Disability DiscriminationSometimes when an employee becomes injured they qualify for protections under state or federal disability law. However, this can present complications when the employee also seeks disability related benefits through state or private insurance. In a recent case the 9th Circuit Court of Appeals reviewed whether an employee who claims total disability for the purpose of disability benefits can also be protected under the Americans with Disabilities Act (ADA).

Smith v. Clark

In Smith v. Clark County School District a school employee, Smith, suffered a back injury. She then applied for disability benefits under Nevada’s Public Employee’s Retirement System (PERS) as well as medical benefits from her insurance.

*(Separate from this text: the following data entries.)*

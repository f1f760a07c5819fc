//! Text encoding of the per-trial elapsed time.
//!
//! `Compat` writes whole seconds, a dot, then the millisecond remainder with
//! no padding: 1005 ms is `1.5`, the same text a decimal reader would take
//! for 1500 ms. The writer and [`parse_elapsed`] agree with each other, so the
//! value survives a round trip through this crate, but spreadsheet-style
//! decimal parsing of the column is lossy. `Padded` always writes three
//! millisecond digits (`1.005`).

use crate::error::{ExportError, Result};

#[derive(Debug, Clone, Copy, PartialEq, Eq, Default)]
pub enum TimeFormat {
    #[default]
    Compat,
    Padded,
}

pub fn format_elapsed(elapsed_ms: u64, format: TimeFormat) -> String {
    let seconds = elapsed_ms / 1000;
    let millis = elapsed_ms % 1000;
    match format {
        TimeFormat::Compat => format!("{seconds}.{millis}"),
        TimeFormat::Padded => format!("{seconds}.{millis:03}"),
    }
}

/// Inverse of [`format_elapsed`] for the same format
pub fn parse_elapsed(text: &str, format: TimeFormat) -> Result<u64> {
    let invalid = || ExportError::InvalidTime(text.to_string());

    let (secs, millis) = text.trim().split_once('.').ok_or_else(invalid)?;
    if secs.is_empty() || millis.is_empty() {
        return Err(invalid());
    }
    if format == TimeFormat::Padded && millis.len() != 3 {
        return Err(invalid());
    }
    let secs: u64 = secs.parse().map_err(|_| invalid())?;
    let millis: u64 = millis.parse().map_err(|_| invalid())?;
    if millis >= 1000 {
        return Err(invalid());
    }
    secs.checked_mul(1000)
        .and_then(|ms| ms.checked_add(millis))
        .ok_or_else(invalid)
}

#[cfg(test)]
mod tests {
    use super::*;

    #[test]
    fn test_compat_is_not_zero_padded() {
        assert_eq!(format_elapsed(0, TimeFormat::Compat), "0.0");
        assert_eq!(format_elapsed(5, TimeFormat::Compat), "0.5");
        assert_eq!(format_elapsed(500, TimeFormat::Compat), "0.500");
        assert_eq!(format_elapsed(1005, TimeFormat::Compat), "1.5");
        assert_eq!(format_elapsed(12_340, TimeFormat::Compat), "12.340");
    }

    #[test]
    fn test_padded_has_three_digits() {
        assert_eq!(format_elapsed(0, TimeFormat::Padded), "0.000");
        assert_eq!(format_elapsed(5, TimeFormat::Padded), "0.005");
        assert_eq!(format_elapsed(1050, TimeFormat::Padded), "1.050");
    }

    #[test]
    fn test_parse_inverts_format() {
        for ms in [0, 5, 50, 500, 999, 1000, 1005, 61_234] {
            for format in [TimeFormat::Compat, TimeFormat::Padded] {
                let text = format_elapsed(ms, format);
                assert_eq!(parse_elapsed(&text, format).unwrap(), ms, "{text}");
            }
        }
    }

    #[test]
    fn test_parse_rejects_garbage() {
        for text in ["", "12", ".5", "1.", "a.b", "1.1000", "-1.5"] {
            assert!(
                matches!(
                    parse_elapsed(text, TimeFormat::Compat),
                    Err(ExportError::InvalidTime(_))
                ),
                "{text:?} should be rejected"
            );
        }
        assert!(parse_elapsed("1.5", TimeFormat::Padded).is_err());
    }
}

Smith also applied for Family and Medical Leave Act (FMLA) leave. On Smith’s FMLA application her doctor stated that Smith was presently incapacitated and was unable to work until she received further notice by a doctor. Smith stated on her application for disability benefits under PERS that she was completely unable to work due to her injury.

However, during this time Smith also negotiated with the school over when she could return to work. Smith claimed that she could work as a literary specialist but not as a teacher. The district offered Smith a position as a teacher with accommodations, but not a literary specialist position. Smith declined this offer.

Smith then sued the school in federal court alleging violations of ADA for failing to provide her with reasonable accommodations for the literary specialist position. The court dismissed the lawsuit because Smith stated that she was permanently disabled, meaning she could not do the work.

The Ninth Circuit’s Decision

When the case reached The Ninth Circuit, they reversed the decision. The mere fact that Smith had made inconsistent statements in the PERS application was not seen as conclusive that she was totally disabled and could not perform essential job functions. In other words, the fact that Smith was totally disabled for the purposes of PERS disability benefits, but at the same time told the district that she could perform the duties of a literary specialist could not be used against her. The reasoning was because the claim for disability benefits under PERS did not take into consideration whether reasonable accommodations could make employment a possibility for Smith.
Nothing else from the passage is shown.